Have you seen the statistics? Some fear-mongering reports project a weight gain of 7-10 pounds between Thanksgiving and New Years. That is absolutely crazy! In reality, the average is more like 1-2 pounds.
Not that big of a deal, right?
There is one problem, though. Those pounds tend to hang around all year and don’t necessarily disappear come January. So we tend to pack on 1-2 pounds a year – every year. Some of this is due to overdoing it at the holidays, and some of it is due to rebound dieting at the beginning of the year.
But, there is no need to freak out. There are plenty of strategies that you – yes you! – can implement to help approach the holidays more moderately. Here are a few of my favorites to keep in mind.
Treat the holidays as a treat.
This means that not every day between Halloween and New Years Day is a reason to indulge. Think about it – this season lasts for 2 months! You can’t just write off 15% of the year as “oh well, it’s the holidays”. Look at what events and parties you have, think about what foods you truly love around the holidays. Focus there. Simply getting dessert or an extra cocktail on a random Tuesday because “'tis the season”? Maybe not your best move.
Enjoy the moment.
Many of us get so excited about our favorite holiday and comfort foods, that we have our whole plate consumed before we even realize we started eating. Stop for a minute. Use all your senses. Savor your meal. Enjoy every last bite. But also enjoy good conversation and laughing with people you love.
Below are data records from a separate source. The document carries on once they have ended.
use std::collections::{BTreeMap, BTreeSet, VecDeque};
use std::sync::Arc;

use tracing::{debug, trace};

use crate::error::{SimResult, SimulationError};
use crate::events::SimEvent;
use crate::model::{Component, ConfirmedOrder, Location, Map as _, Occupied, OrderId, Path, Region, Vehicle, VehicleId};
use crate::routing::PathCalculator;

/// Owns the region, the path calculator, every [`Vehicle`], and the
/// occupancy map keyed by [`Component`]. Drives movement one component per
/// tick and is the sole place a vehicle crosses a node/edge boundary (§4.3's
/// invariant: remove from the old `Occupied`, insert into the new one,
/// before any callback fires).
pub struct VehicleManager {
    region: Arc<Region>,
    path_calc: Arc<dyn PathCalculator>,
    vehicles: BTreeMap<VehicleId, Vehicle>,
    occupied: BTreeMap<Component, Occupied>,
    spawned: BTreeSet<VehicleId>,
    received_orders: BTreeSet<OrderId>,
}

impl VehicleManager {
    pub fn new(region: Arc<Region>, path_calc: Arc<dyn PathCalculator>, vehicles: Vec<Vehicle>) -> Self {
        let mut occupied: BTreeMap<Component, Occupied> = BTreeMap::new();
        for v in &vehicles {
            occupied
                .entry(v.current)
                .or_default()
                .add_vehicle(v.id, 0, None);
        }
        Self {
            region,
            path_calc,
            vehicles: vehicles.into_iter().map(|v| (v.id, v)).collect(),
            occupied,
            spawned: BTreeSet::new(),
            received_orders: BTreeSet::new(),
        }
    }

    pub fn region(&self) -> &Region {
        &self.region
    }

    pub fn path_calculator(&self) -> &dyn PathCalculator {
        self.path_calc.as_ref()
    }

    pub fn vehicle_capacity(&self, id: VehicleId) -> u32 {
        self.vehicles.get(&id).map(|v| v.capacity).unwrap_or(0)
    }

    pub fn vehicle(&self, id: VehicleId) -> Option<&Vehicle> {
        self.vehicles.get(&id)
    }

    pub fn vehicle_ids(&self) -> impl Iterator<Item = VehicleId> + '_ {
        self.vehicles.keys().copied()
    }

    /// Appends a single Path from the queue's current tail node (or current
    /// node, if the queue is empty) to `target`. Rejects `target` equal to
    /// the current node with an empty queue (§4.4).
    pub fn move_queued(
        &mut self,
        id: VehicleId,
        target: Location,
        delivery: Option<Vec<OrderId>>,
    ) -> SimResult<()> {
        let vehicle = self.vehicles.get(&id).expect("unknown vehicle");
        let tail = vehicle.queue_tail();
        if vehicle.move_queue.is_empty() && tail == Some(target) {
            return Err(SimulationError::RedundantMove);
        }
        let from = tail.expect("moveQueued requires a vehicle resting on a node");
        let nodes = self.path_calc.path(from, target);
        let path = match delivery {
            Some(orders) => Path::with_delivery(nodes, orders),
            None => Path::new(nodes),
        };
        self.vehicles.get_mut(&id).unwrap().move_queue.push_back(path);
        Ok(())
    }

    /// Discards the move queue and replans immediately. If the vehicle is
    /// mid-edge, a one-step path to the edge's far endpoint is inserted
    /// first so it can't reverse mid-edge (§4.4, boundary scenario 6).
    pub fn move_direct(
        &mut self,
        id: VehicleId,
        target: Location,
        delivery: Option<Vec<OrderId>>,
    ) -> SimResult<()> {
        let vehicle = self.vehicles.get_mut(&id).expect("unknown vehicle");
        vehicle.move_queue.clear();
        let current = vehicle.current;
        let from = match current {
            Component::Node(loc) => loc,
            Component::Edge(a, b) => {
                let previous = self
                    .occupied
                    .get(&current)
                    .and_then(|o| o.presence(id))
                    .and_then(|p| p.previous);
                let prev_node = match previous {
                    Some(Component::Node(loc)) => loc,
                    _ => a,
                };
                let far = if prev_node == a { b } else { a };
                self.vehicles
                    .get_mut(&id)
                    .unwrap()
                    .move_queue
                    .push_back(Path::new(VecDeque::from([far])));
                far
            }
        };
        let nodes = self.path_calc.path(from, target);
        let path = match delivery {
            Some(orders) => Path::with_delivery(nodes, orders),
            None => Path::new(nodes),
        };
        self.vehicles.get_mut(&id).unwrap().move_queue.push_back(path);
        Ok(())
    }

    /// Attaches `order_id` to `vehicle_id`, which must currently be resting
    /// at a Restaurant node. Fails over capacity. Preserves the source
    /// quirk of checking `loaded.len() >= capacity` (a count, not a weight)
    /// before the real weight check (§9 open question 3) — guarded here so
    /// it can only reject when the weight check would also reject, since
    /// every order carries weight >= 1.
    pub fn load_order(
        &mut self,
        vehicle_id: VehicleId,
        order_id: OrderId,
        orders: &BTreeMap<OrderId, ConfirmedOrder>,
        tick: i64,
    ) -> SimResult<SimEvent> {
        let order = orders.gets(&order_id);
        let vehicle = self.vehicles.get_mut(&vehicle_id).expect("unknown vehicle");
        debug_assert!(
            matches!(vehicle.current, Component::Node(loc) if self.region.node_at(loc).map(|n| n.is_restaurant()).unwrap_or(false)),
            "load_order called off a restaurant node"
        );
        if vehicle.loaded_orders.len() as u32 >= vehicle.capacity {
            return Err(SimulationError::CapacityExceeded {
                vehicle: vehicle_id,
                order: order_id,
                attempted: vehicle.loaded_orders.len() as u32 + 1,
                capacity: vehicle.capacity,
            });
        }
        let current_weight = vehicle.loaded_weight(orders);
        let attempted = current_weight + order.weight;
        if attempted > vehicle.capacity {
            return Err(SimulationError::CapacityExceeded {
                vehicle: vehicle_id,
                order: order_id,
                attempted,
                capacity: vehicle.capacity,
            });
        }
        vehicle.loaded_orders.push(order_id);
        self.received_orders.insert(order_id);
        trace!(vehicle = %vehicle_id, order = order_id, tick, "order loaded");
        Ok(SimEvent::OrderReceived { order: order_id, tick })
    }

    fn deliver_order(
        &mut self,
        vehicle_id: VehicleId,
        order_id: OrderId,
        orders: &mut BTreeMap<OrderId, ConfirmedOrder>,
        tick: i64,
    ) -> SimEvent {
        assert!(
            self.received_orders.contains(&order_id),
            "DeliverOrderEvent for order {order_id} with no preceding OrderReceivedEvent"
        );
        if let Some(vehicle) = self.vehicles.get_mut(&vehicle_id) {
            vehicle.loaded_orders.retain(|&id| id != order_id);
        }
        let order = orders.get_mut(&order_id).expect("delivered order must be known");
        debug_assert!(order.actual_delivery_tick.is_none(), "order delivered twice");
        order.actual_delivery_tick = Some(tick);
        trace!(vehicle = %vehicle_id, order = order_id, tick, "order delivered");
        SimEvent::DeliverOrder {
            order: order.clone(),
            tick,
        }
    }

    fn place_vehicle(&mut self, id: VehicleId, new: Component, tick: i64) {
        let old = self.vehicles.get(&id).expect("unknown vehicle").current;
        self.occupied.entry(old).or_default().remove_vehicle(id);
        self.occupied
            .entry(new)
            .or_default()
            .add_vehicle(id, tick, Some(old));
        self.vehicles.get_mut(&id).unwrap().current = new;
    }

    /// Advances every vehicle one component per tick (§4.4/§4.5) and
    /// returns the events produced, in ascending vehicle-id order.
    pub fn tick(&mut self, tick: i64, orders: &mut BTreeMap<OrderId, ConfirmedOrder>) -> Vec<SimEvent> {
        let mut events = Vec::new();
        let ids: Vec<VehicleId> = self.vehicles.keys().copied().collect();
        for id in ids {
            if self.spawned.insert(id) {
                let node = match self.vehicles.gets(&id).current {
                    Component::Node(loc) => loc,
                    Component::Edge(a, _) => a,
                };
                events.push(SimEvent::Spawn { vehicle: id, node, tick });
            }
            self.advance_vehicle(id, tick, orders, &mut events);
        }
        events
    }

    fn advance_vehicle(
        &mut self,
        id: VehicleId,
        tick: i64,
        orders: &mut BTreeMap<OrderId, ConfirmedOrder>,
        events: &mut Vec<SimEvent>,
    ) {
        loop {
            let front_empty = match self.vehicles.gets(&id).move_queue.front() {
                None => return,
                Some(path) => path.nodes.is_empty(),
            };

            if front_empty {
                let path = self.vehicles.get_mut(&id).unwrap().move_queue.pop_front().unwrap();
                match path.delivery {
                    Some(order_ids) => {
                        for order_id in order_ids {
                            events.push(self.deliver_order(id, order_id, orders, tick));
                        }
                        return;
                    }
                    None => continue,
                }
            }

            let current = self.vehicles.gets(&id).current;
            match current {
                Component::Node(cur) => {
                    let next = *self.vehicles.gets(&id).move_queue.front().unwrap().nodes.front().unwrap();
                    let edge_component = Component::edge(cur, next);
                    self.place_vehicle(id, edge_component, tick);
                }
                Component::Edge(a, b) => {
                    let next = self
                        .vehicles
                        .get_mut(&id)
                        .unwrap()
                        .move_queue
                        .front_mut()
                        .unwrap()
                        .nodes
                        .pop_front()
                        .unwrap();
                    let duration = self.region.edge_between(a, b).map(|e| e.duration);
                    self.place_vehicle(id, Component::Node(next), tick);
                    events.push(SimEvent::ArrivedAtNode {
                        vehicle: id,
                        node: next,
                        last_edge_duration: duration,
                        tick,
                    });
                    if self.region.node_at(next).map(|n| n.is_restaurant()).unwrap_or(false) {
                        events.push(SimEvent::ArrivedAtRestaurant { vehicle: id, node: next, tick });
                    }
                }
            }
            return;
        }
    }

    /// Resets every vehicle to its home restaurant, clears loaded orders
    /// and move queues, and re-arms spawn bookkeeping so a subsequent
    /// `tick(0)` re-emits `SpawnEvent`s (§4.4 Reset).
    pub fn reset(&mut self) {
        self.occupied.clear();
        self.spawned.clear();
        self.received_orders.clear();
        for vehicle in self.vehicles.values_mut() {
            vehicle.reset();
        }
        let placements: Vec<(VehicleId, Component)> =
            self.vehicles.values().map(|v| (v.id, v.current)).collect();
        for (id, component) in placements {
            self.occupied.entry(component).or_default().add_vehicle(id, 0, None);
        }
        debug!("vehicle manager reset");
    }
}

#[cfg(test)]
mod tests {
    use super::*;
    use crate::model::{NodeKind, RegionBuilder};
    use crate::routing::DijkstraPathCalculator;

    fn triangle() -> (Arc<Region>, Location, Location, Location) {
        let r = Location::new(0, 0);
        let a = Location::new(1, 0);
        let b = Location::new(0, 1);
        let region = Arc::new(
            RegionBuilder::new()
                .add_node(r, "R", NodeKind::Restaurant { menu: vec!["Pizza".into()] })
                .add_node(a, "A", NodeKind::Neighborhood)
                .add_node(b, "B", NodeKind::Neighborhood)
                .connect(r, a, Some(1))
                .unwrap()
                .connect(r, b, Some(1))
                .unwrap()
                .connect(a, b, Some(1))
                .unwrap()
                .build()
                .unwrap(),
        );
        (region, r, a, b)
    }

    #[test]
    fn spawn_then_move_then_deliver() {
        let (region, r, a, _b) = triangle();
        let path_calc: Arc<dyn PathCalculator> = Arc::new(DijkstraPathCalculator::new(region.clone()));
        let vehicle = Vehicle::new(VehicleId(1), 10, r);
        let mut vm = VehicleManager::new(region, path_calc, vec![vehicle]);

        let mut orders = BTreeMap::new();
        let order = ConfirmedOrder::new(
            1,
            a,
            r,
            crate::model::TickInterval::new(2, 5),
            vec!["Pizza".into()],
            1,
        );
        orders.insert(order.id, order);

        let received = vm.load_order(VehicleId(1), 1, &orders, 0).unwrap();
        assert!(matches!(received, SimEvent::OrderReceived { order: 1, tick: 0 }));
        vm.move_queued(VehicleId(1), a, Some(vec![1])).unwrap();

        let tick0 = vm.tick(0, &mut orders);
        assert!(matches!(tick0[0], SimEvent::Spawn { .. }));
        // node -> edge this tick, no ArrivedAtNode yet.
        assert!(tick0.iter().all(|e| !matches!(e, SimEvent::ArrivedAtNode { .. })));

        let tick1 = vm.tick(1, &mut orders);
        assert!(tick1.iter().any(|e| matches!(e, SimEvent::ArrivedAtNode { node, .. } if *node == a)));
        assert!(tick1.iter().any(|e| matches!(e, SimEvent::DeliverOrder { order, .. } if order.id == 1)));
        assert_eq!(orders.gets(&1).actual_delivery_tick, Some(1));
    }

    #[test]
    fn capacity_exceeded_rejects_load() {
        let (region, r, a, _b) = triangle();
        let path_calc: Arc<dyn PathCalculator> = Arc::new(DijkstraPathCalculator::new(region.clone()));
        let vehicle = Vehicle::new(VehicleId(1), 1, r);
        let mut vm = VehicleManager::new(region, path_calc, vec![vehicle]);
        let mut orders = BTreeMap::new();
        orders.insert(
            1,
            ConfirmedOrder::new(1, a, r, crate::model::TickInterval::new(0, 10), vec![], 2),
        );
        let err = vm.load_order(VehicleId(1), 1, &orders, 0).unwrap_err();
        assert!(matches!(err, SimulationError::CapacityExceeded { .. }));
    }

    #[test]
    fn redundant_move_rejected() {
        let (region, r, _a, _b) = triangle();
        let path_calc: Arc<dyn PathCalculator> = Arc::new(DijkstraPathCalculator::new(region.clone()));
        let vehicle = Vehicle::new(VehicleId(1), 10, r);
        let mut vm = VehicleManager::new(region, path_calc, vec![vehicle]);
        let err = vm.move_queued(VehicleId(1), r, None).unwrap_err();
        assert!(matches!(err, SimulationError::RedundantMove));
    }
}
[Because let’s be honest - that conversation or laughter might only last a few minutes before things get flung across the room - be it food or dirty looks. When you have those sweet moments, make sure you notice!]
Calm the caffeine.
Or at least the specialty drinks. I get it. There’s a reason that pumpkin spice lattes and the peppermint mochas are so popular. I'm not saying never. I'm just saying be picky, and enjoy it when you get it. Too often, we consume these drinks without even thinking about whether we like them or how we feel afterwards. Perhaps you can have a small version (do you really need a venti??) with less flavored syrup, and consider it dessert not breakfast. Or make your own, like this homemade pumpkin spice latte or SHAPE magazine’s list of "skinny" versions of hot beverages. I’m not telling you to choke down a “skinny” version if what you really want is the regular version. But I am saying pay attention to how you feel and whether you actually want it, or it’s just habit.
Prioritize the healthy stuff.
Be sure to drink plenty of water, continue to fill half of your plate with fruits and veggies, and get your lean protein in. Many of the flavors of the holidays are based on fruits and vegetables. You can still enjoy the flavors of the season without all the calories. It might be pumpkin in soup form, not pie. And sweet potatoes don't need marshmallows on them. Try them roasted, instead. What about an alternative to that heavy green bean casserole? Got you covered. If you've gotten your nutrients in, you’re going to feel better, and enjoy your favorite treats of the season. Speaking of…
Stick to your favorites.
We all have those things that DEFINE holidays for us, and those things that we eat because it’s tradition (not because we enjoy it). Don’t blindly go down the buffet line, filling your plate mindlessly. Enjoy your favorite items, and remember that you don’t have to eat them like you’ll never eat them again. If you really want your Aunt Mary’s cornbread on June 13th, get the recipe from her and make it. This isn’t your last supper. Plus, if you've already had the nutritious stuff (see above), you won't have room to eat everything else!
Keep it moving!
With more events, and more on your to do list, it will get harder to get in your workout. So you might have to get creative. Google and Pinterest have plenty of resources on Tabata and HIIT workouts - no equipment required. Find creative ways to keep your activity level up by parking at the back of the parking lot, taking the stairs, etc. Enjoy some joyful movement, not just slaving away at the gym.
Competitive family? Challenge them to the turkey trot. More low-key? Encourage a family walk before or after dinner. My husband’s family always enjoys a game of touch football, which involves even the youngest and oldest members of the family.
Every meal is a new eating opportunity and a chance to make the choices you want to for your health. Don't dwell on those moments that you overdid it. Don't skip meals to compensate. But maybe after you’ve overindulged, your body is craving some real nutrition, and doesn’t need heavy meals. Keep things on the lighter side based on your hunger.
What else? What are your tips or tricks to a healthier holiday season?